Renato Longo, il ciclopratista fornaioby Francesco Ricci · January 9, 2018
Storie d’inverno. Storie di ciclocross, dunque. De Zan li chiama ciclopratisti quelli che corrono con la bici in groppa e pedalano nel fango. Fra i Cinquanta e i Sessanta la disciplina è seguita da decine di migliaia di spettatori che si sistemano alla bell’e meglio nei circuiti all’aperto, impazzendo letteralmente per quei corridori brutti, sporchi e cattivi.
Ed è negli anni Sessanta che corre un campione che cattivo non è. Ha modi gentili e per vivere fa il fornaio: di notte a impastare e di mattina a consegnare. Ogni giorno sono due i quintali di michette da portare dalla bottega all’Alfa Romeo e ritorno in groppa a una bici pesante come un macigno. Un po’ come Ninetto Davoli in ‘sfornation’, mitico carosello anni Settanta. A Milano lo chiamano Fornareto, perché è di Vittorio Veneto. Però Renato la bici ce l’ha in testa. Inizia a correre da giovane che è inverno, per questo si appassiona al ciclopratismo. Ha le gambe affusolate, che sembra un fenicottero. I nervi d’acciaio e una tempra eccezionale compensano una magrezza da povero figlio.
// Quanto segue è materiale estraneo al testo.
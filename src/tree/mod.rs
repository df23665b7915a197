//! The concurrent fingerprinting tree engine.
//!
//! Leaves are persistent, fixed-capacity, and chained into an ascending
//! singly-linked list; inner nodes are volatile routing state rebuilt from
//! that list on open. Point operations run optimistically under the
//! speculative lock's reader mode with per-leaf version validation, and
//! escalate to writer mode after bounded retries. Structural modifications
//! (split publication, leaf unlink, merge cascades) always run under writer
//! mode, while payload placement happens outside the speculative lock with
//! only the target leaf's lock held.

use std::path::PathBuf;
use std::sync::Arc;
use std::time::Duration;

use tracing::trace;

use crate::bitset::Bitset;
use crate::error::Result;
use crate::pmem::{LeafId, PmemPool};
use crate::stats::TreeStats;
use crate::sync::{optimistic, SpeculativeLock, Transaction, MAX_OPTIMISTIC_RETRIES};

pub(crate) mod descent;
pub(crate) mod inner;
pub(crate) mod leaf;
pub(crate) mod recovery;

pub use leaf::KV;

use descent::DescentPath;
use inner::{Child, Inner, NodeArena, NodeId};
use leaf::{one_byte_hash, Leaf};

/// Bytes one scan record occupies in the caller's buffer: key then value,
/// little-endian.
pub const KV_RECORD_BYTES: usize = std::mem::size_of::<KV>();

/// Back-off while a scan waits for the next leaf's lock.
const SCAN_LOCK_BACKOFF: Duration = Duration::from_micros(50);

const DEFAULT_POOL_SIZE: u64 = 256 << 20;

/// Configuration for opening or creating a tree.
#[derive(Clone, Debug)]
pub struct TreeOptions {
    /// Path of the pool file. An existing file is opened and recovered, a
    /// missing one is created.
    pub pool_path: PathBuf,
    /// Pool size in bytes, fixed at creation.
    pub pool_size: u64,
}

impl Default for TreeOptions {
    fn default() -> Self {
        TreeOptions {
            pool_path: PathBuf::from("./test_pool"),
            pool_size: DEFAULT_POOL_SIZE,
        }
    }
}

/// The volatile index: root pointer plus the arena owning all inner nodes.
pub(crate) struct TreeIndex<const I: usize> {
    pub(crate) root: Option<Child>,
    pub(crate) arena: NodeArena<I>,
}

impl<const I: usize> TreeIndex<I> {
    const FANOUT_OK: () = assert!(I >= 2, "inner capacity must be at least 2");

    pub(crate) fn new() -> Self {
        let () = Self::FANOUT_OK;
        TreeIndex {
            root: None,
            arena: NodeArena::new(),
        }
    }
}

/// Concurrent, persistence-aware ordered index over `u64` keys and values.
///
/// `L` is the leaf slot capacity (at most 64), `I` the inner-node separator
/// capacity (at least 2). [`FpTree64`] fixes the production tuning.
pub struct FpTree<const L: usize, const I: usize> {
    index: SpeculativeLock<TreeIndex<I>>,
    pool: PmemPool<L>,
    stats: Arc<TreeStats>,
}

/// The production instantiation: 64-slot leaves, 128-way inner nodes.
pub type FpTree64 = FpTree<64, 128>;

enum Classified {
    /// Leaf locked, key absent; the bool is whether the leaf is full.
    Ready(DescentPath, bool),
    Duplicate,
    Bootstrapped,
}
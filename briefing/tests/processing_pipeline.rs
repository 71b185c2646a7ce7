//! End-to-end run of the embedding-and-clustering pipeline against a stub
//! embedding service and a deterministic reranker.

use std::net::SocketAddr;
use std::sync::Arc;

use async_trait::async_trait;
use axum::routing::post;
use axum::{Json, Router};
use briefing::embeddings::EmbeddingClient;
use briefing::net::plain_client;
use briefing::pipeline::run_processing_pipeline;
use briefing::rerank::Reranker;
use chrono::{Duration, Utc};
use common_lib::briefing::{ItemMetadata, RawItem, Timestamp};
use common_lib::settings::{EmbeddingSettings, ProcessingSettings};
use serde::Deserialize;
use serde_json::{json, Value};
use url::Url;

#[derive(Deserialize)]
struct EmbedRequest {
    input: Vec<String>,
}

/// Maps texts onto fixed vectors by keyword so dedup and clustering are
/// fully deterministic
async fn embed_by_keyword(Json(request): Json<EmbedRequest>) -> Json<Value> {
    let data: Vec<Value> = request
        .input
        .iter()
        .map(|text| {
            let embedding = if text.contains("alpha") {
                [1.0, 0.0, 0.0]
            } else {
                [0.0, 1.0, 0.0]
            };
            json!({ "embedding": embedding })
        })
        .collect();
    Json(json!({ "data": data }))
}

async fn spawn_server(app: Router) -> SocketAddr {
    let server = axum::Server::bind(&"127.0.0.1:0".parse().unwrap()).serve(app.into_make_service());
    let addr = server.local_addr();
    tokio::spawn(server);
    addr
}

/// Reverses the candidate order, proving rerank ordering reaches the bundle
struct ReversingReranker;

#[async_trait]
impl Reranker for ReversingReranker {
    async fn rerank(
        &self,
        _model: &str,
        _query: &str,
        candidates: &[String],
    ) -> anyhow::Result<Vec<usize>> {
        Ok((0..candidates.len()).rev().collect())
    }
}

fn item(id: &str, text: &str, hours_ago: i64) -> RawItem {
    RawItem {
        id: id.to_owned(),
        text: text.to_owned(),
        url: format!("https://example.com/{id}"),
        author: None,
        timestamp: Timestamp::Utc(Utc::now() - Duration::hours(hours_ago)),
        metadata: ItemMetadata {
            source: "test".to_owned(),
            extra: Default::default(),
        },
    }
}

#[tokio::test]
async fn dedup_clustering_and_rerank_order() {
    let addr = spawn_server(Router::new().route("/embeddings", post(embed_by_keyword))).await;

    let settings = ProcessingSettings {
        time_window_hours: 24,
        embedding: EmbeddingSettings {
            origin: Url::parse(&format!("http://{addr}")).unwrap(),
            timeout_s: 5,
            ..Default::default()
        },
        ..Default::default()
    };
    let embedding_client = EmbeddingClient::new(plain_client(), settings.embedding.clone());

    let items = vec![
        item("alpha-1", "alpha news original", 1),
        item("alpha-2", "alpha news duplicate", 2),
        item("beta-1", "beta story", 3),
        item("stale-1", "alpha but ancient", 48),
    ];

    let bundles = run_processing_pipeline(
        items,
        &settings,
        &embedding_client,
        Arc::new(ReversingReranker),
    )
    .await
    .unwrap();

    // Too few survivors for a dense cluster: everything lands in the noise
    // bundle, with the near-duplicate and the stale item gone
    assert_eq!(bundles.len(), 1);
    let bundle = &bundles[0];
    assert_eq!(bundle.cluster_id, "cluster--1");
    assert_eq!(bundle.items.len(), 2);

    let ids: Vec<&str> = bundle
        .items
        .iter()
        .map(|item| item.item_id.as_deref().unwrap())
        .collect();
    // The reranker reversed centroid order, and alpha-2 was suppressed as
    // a near duplicate of alpha-1
    assert!(ids.contains(&"alpha-1"));
    assert!(ids.contains(&"beta-1"));
    assert!(!ids.contains(&"alpha-2"));
    assert!(!ids.contains(&"stale-1"));

    assert_eq!(bundle.canonical_links.len(), 2);
    assert!(bundle
        .canonical_links
        .iter()
        .all(|url| url.as_str().starts_with("https://example.com/")));
}

#[tokio::test]
async fn empty_input_short_circuits_without_network() {
    // No server is running on this port; an empty input must not call it
    let settings = ProcessingSettings {
        embedding: EmbeddingSettings {
            origin: Url::parse("http://127.0.0.1:9").unwrap(),
            timeout_s: 1,
            ..Default::default()
        },
        ..Default::default()
    };
    let embedding_client = EmbeddingClient::new(plain_client(), settings.embedding.clone());

    let bundles = run_processing_pipeline(
        Vec::new(),
        &settings,
        &embedding_client,
        Arc::new(ReversingReranker),
    )
    .await
    .unwrap();
    assert!(bundles.is_empty());
}
//! Density clustering of the deduplicated embedding space.
//! Noise points keep label -1 but still form one group, so low-density
//! singletons are not lost before fact extraction.

use std::collections::BTreeMap;

use hdbscan::{Hdbscan, HdbscanHyperParams};

/// Groups items by HDBSCAN label. Returns `(label, member_indices)` pairs
/// with members in input order; the noise group (label -1) is present iff
/// noise points exist
pub fn cluster_items(embeddings: &[Vec<f32>], min_cluster_size: usize) -> Vec<(i32, Vec<usize>)> {
    let labels = if embeddings.len() < min_cluster_size {
        vec![-1; embeddings.len()]
    } else {
        let data = embeddings.to_vec();
        let hyper_params = HdbscanHyperParams::builder()
            .min_cluster_size(min_cluster_size)
            .build();
        match Hdbscan::new(&data, hyper_params).cluster() {
            Ok(labels) => labels,
            Err(e) => {
                tracing::warn!("clustering failed, treating all items as noise: {:?}", e);
                vec![-1; embeddings.len()]
            }
        }
    };

    let mut groups: BTreeMap<i32, Vec<usize>> = BTreeMap::new();
    for (index, &label) in labels.iter().enumerate() {
        let label = if label < 0 { -1 } else { label };
        groups.entry(label).or_default().push(index);
    }

    let n_noise = groups.get(&-1).map(Vec::len).unwrap_or(0);
    tracing::info!(
        "clustering complete: {} clusters, {} noise points (min_size={})",
        groups.len() - usize::from(n_noise > 0),
        n_noise,
        min_cluster_size
    );
    groups.into_iter().collect()
}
Renato diventa ben presto il campione di ciclopratismo più forte che l’Italia abbia mai avuto. Su 388 gare disputate in carriera ne vince 233. Senza contare tutte le volte che sale sul podio: roba da cannibali del fango. Vince cinque mondiali e dodici campionati italiani. E a proposito di campionati italiani, ecco la sua prima volta. Anno 1959. Renato il venerdì va a visionare il percorso. Rientra a Milano e di notte va a lavorare. La domenica corre la gara e la vince. E la sera di nuovo a lavorare. Al mattino fuori dalla bottega i cronisti e i fotografi vogliono vedere da vicino che faccia ha questo Fornareto.
Il successo gli cambia la vita e va a correre i mondiali, che sono in diretta tv. Vince anche quelli, è il primo italiano a riuscirci. Il pubblico impazzisce, perché Renato sembra non affondare nel fango e le sue gambe affusolate come due grissini rimbalzano elastiche, saltando dai pedali alla terra e viceversa. Poi Renato è un faticatore instancabile e ha un accento che sa di francese. Un gran signore, anche quando la faccia è tutta imbrattata di croste fangose. Renato ha la capacità di donare nobiltà al ciclopratismo e i duelli con il tedesco Wolfshohl sono davvero memorabili. Proprio come quegli anni.